▶ **Brief**:
Find the string "AsRef" in the material. Copy every line that has it.

═════ Exercise materials

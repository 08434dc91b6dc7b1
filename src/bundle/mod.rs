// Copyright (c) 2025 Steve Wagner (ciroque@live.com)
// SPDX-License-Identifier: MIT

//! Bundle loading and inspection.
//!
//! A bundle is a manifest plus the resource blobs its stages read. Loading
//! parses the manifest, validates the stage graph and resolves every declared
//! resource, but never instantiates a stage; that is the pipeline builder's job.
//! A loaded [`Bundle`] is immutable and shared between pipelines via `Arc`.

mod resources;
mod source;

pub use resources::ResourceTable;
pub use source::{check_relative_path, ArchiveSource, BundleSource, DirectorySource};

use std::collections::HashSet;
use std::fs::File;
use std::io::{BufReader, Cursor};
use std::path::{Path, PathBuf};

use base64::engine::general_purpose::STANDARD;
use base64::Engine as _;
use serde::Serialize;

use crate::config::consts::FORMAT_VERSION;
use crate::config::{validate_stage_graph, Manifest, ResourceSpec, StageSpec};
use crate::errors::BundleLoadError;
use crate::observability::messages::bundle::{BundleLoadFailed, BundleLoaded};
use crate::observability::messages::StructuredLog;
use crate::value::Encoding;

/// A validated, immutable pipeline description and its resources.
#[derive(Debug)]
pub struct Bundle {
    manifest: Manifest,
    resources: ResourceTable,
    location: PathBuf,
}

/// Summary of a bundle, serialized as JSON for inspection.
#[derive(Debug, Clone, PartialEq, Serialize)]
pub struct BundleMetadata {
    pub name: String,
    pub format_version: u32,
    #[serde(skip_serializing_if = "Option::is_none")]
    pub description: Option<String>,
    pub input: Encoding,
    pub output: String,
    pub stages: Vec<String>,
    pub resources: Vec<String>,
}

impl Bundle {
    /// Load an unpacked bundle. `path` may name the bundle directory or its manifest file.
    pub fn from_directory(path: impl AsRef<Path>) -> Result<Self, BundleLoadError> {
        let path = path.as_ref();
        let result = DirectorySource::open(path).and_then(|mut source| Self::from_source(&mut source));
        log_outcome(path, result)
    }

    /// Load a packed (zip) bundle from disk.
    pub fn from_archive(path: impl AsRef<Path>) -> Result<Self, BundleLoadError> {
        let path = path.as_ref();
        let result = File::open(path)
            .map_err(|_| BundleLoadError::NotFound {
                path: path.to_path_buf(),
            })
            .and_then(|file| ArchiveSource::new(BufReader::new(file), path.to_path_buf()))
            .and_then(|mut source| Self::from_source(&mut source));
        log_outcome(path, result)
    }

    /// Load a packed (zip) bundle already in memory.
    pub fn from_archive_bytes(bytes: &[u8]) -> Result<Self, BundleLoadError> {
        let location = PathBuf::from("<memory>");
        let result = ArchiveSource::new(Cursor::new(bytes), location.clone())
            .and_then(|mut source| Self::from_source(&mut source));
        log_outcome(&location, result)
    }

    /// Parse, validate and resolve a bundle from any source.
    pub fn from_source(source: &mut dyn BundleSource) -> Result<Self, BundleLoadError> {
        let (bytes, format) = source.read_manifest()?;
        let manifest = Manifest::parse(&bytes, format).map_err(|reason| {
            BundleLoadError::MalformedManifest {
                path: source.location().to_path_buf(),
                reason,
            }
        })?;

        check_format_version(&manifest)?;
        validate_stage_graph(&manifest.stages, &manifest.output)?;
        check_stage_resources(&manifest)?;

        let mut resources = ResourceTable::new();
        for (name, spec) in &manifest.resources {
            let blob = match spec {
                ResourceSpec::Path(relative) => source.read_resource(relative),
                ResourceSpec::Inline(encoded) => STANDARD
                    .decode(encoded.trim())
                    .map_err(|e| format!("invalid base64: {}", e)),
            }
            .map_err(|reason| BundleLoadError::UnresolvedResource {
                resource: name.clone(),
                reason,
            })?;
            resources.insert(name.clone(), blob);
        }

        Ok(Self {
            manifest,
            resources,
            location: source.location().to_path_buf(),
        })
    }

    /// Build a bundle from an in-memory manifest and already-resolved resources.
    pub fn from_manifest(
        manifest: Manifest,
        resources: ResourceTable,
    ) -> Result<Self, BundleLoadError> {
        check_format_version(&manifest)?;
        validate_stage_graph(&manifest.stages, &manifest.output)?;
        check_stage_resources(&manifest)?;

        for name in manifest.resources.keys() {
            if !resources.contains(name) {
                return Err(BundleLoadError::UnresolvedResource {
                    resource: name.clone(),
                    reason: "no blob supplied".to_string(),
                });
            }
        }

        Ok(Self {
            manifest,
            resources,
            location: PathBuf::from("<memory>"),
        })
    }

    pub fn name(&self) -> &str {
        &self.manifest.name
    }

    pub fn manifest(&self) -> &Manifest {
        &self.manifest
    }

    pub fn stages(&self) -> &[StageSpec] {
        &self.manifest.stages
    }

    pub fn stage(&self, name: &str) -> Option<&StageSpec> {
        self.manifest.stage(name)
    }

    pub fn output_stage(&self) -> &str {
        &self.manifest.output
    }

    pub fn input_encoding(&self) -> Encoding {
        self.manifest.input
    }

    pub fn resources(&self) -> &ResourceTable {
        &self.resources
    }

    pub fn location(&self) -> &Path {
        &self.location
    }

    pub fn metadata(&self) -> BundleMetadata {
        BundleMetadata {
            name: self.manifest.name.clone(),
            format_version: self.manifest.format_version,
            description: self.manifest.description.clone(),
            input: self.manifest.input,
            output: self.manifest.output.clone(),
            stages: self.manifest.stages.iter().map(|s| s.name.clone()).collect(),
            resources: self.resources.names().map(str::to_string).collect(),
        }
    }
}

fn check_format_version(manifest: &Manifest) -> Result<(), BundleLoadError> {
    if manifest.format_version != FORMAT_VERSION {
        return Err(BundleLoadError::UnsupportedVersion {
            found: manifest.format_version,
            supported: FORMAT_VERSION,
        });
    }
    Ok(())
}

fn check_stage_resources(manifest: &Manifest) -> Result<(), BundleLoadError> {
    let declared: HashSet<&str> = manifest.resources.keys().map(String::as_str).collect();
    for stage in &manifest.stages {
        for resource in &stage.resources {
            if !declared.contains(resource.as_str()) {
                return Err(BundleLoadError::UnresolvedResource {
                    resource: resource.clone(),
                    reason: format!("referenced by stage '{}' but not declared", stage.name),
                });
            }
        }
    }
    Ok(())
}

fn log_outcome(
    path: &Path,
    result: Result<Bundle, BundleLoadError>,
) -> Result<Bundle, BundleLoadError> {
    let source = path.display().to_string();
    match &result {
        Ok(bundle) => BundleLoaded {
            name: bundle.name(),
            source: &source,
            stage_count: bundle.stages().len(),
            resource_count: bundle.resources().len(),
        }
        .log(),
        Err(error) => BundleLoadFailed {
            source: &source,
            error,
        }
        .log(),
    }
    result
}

══════════

▶ **Answer space**:
    pub fn from_directory(path: impl AsRef<Path>) -> Result<Self, BundleLoadError> {
    pub fn from_archive(path: impl AsRef<Path>) -> Result<Self, BundleLoadError> {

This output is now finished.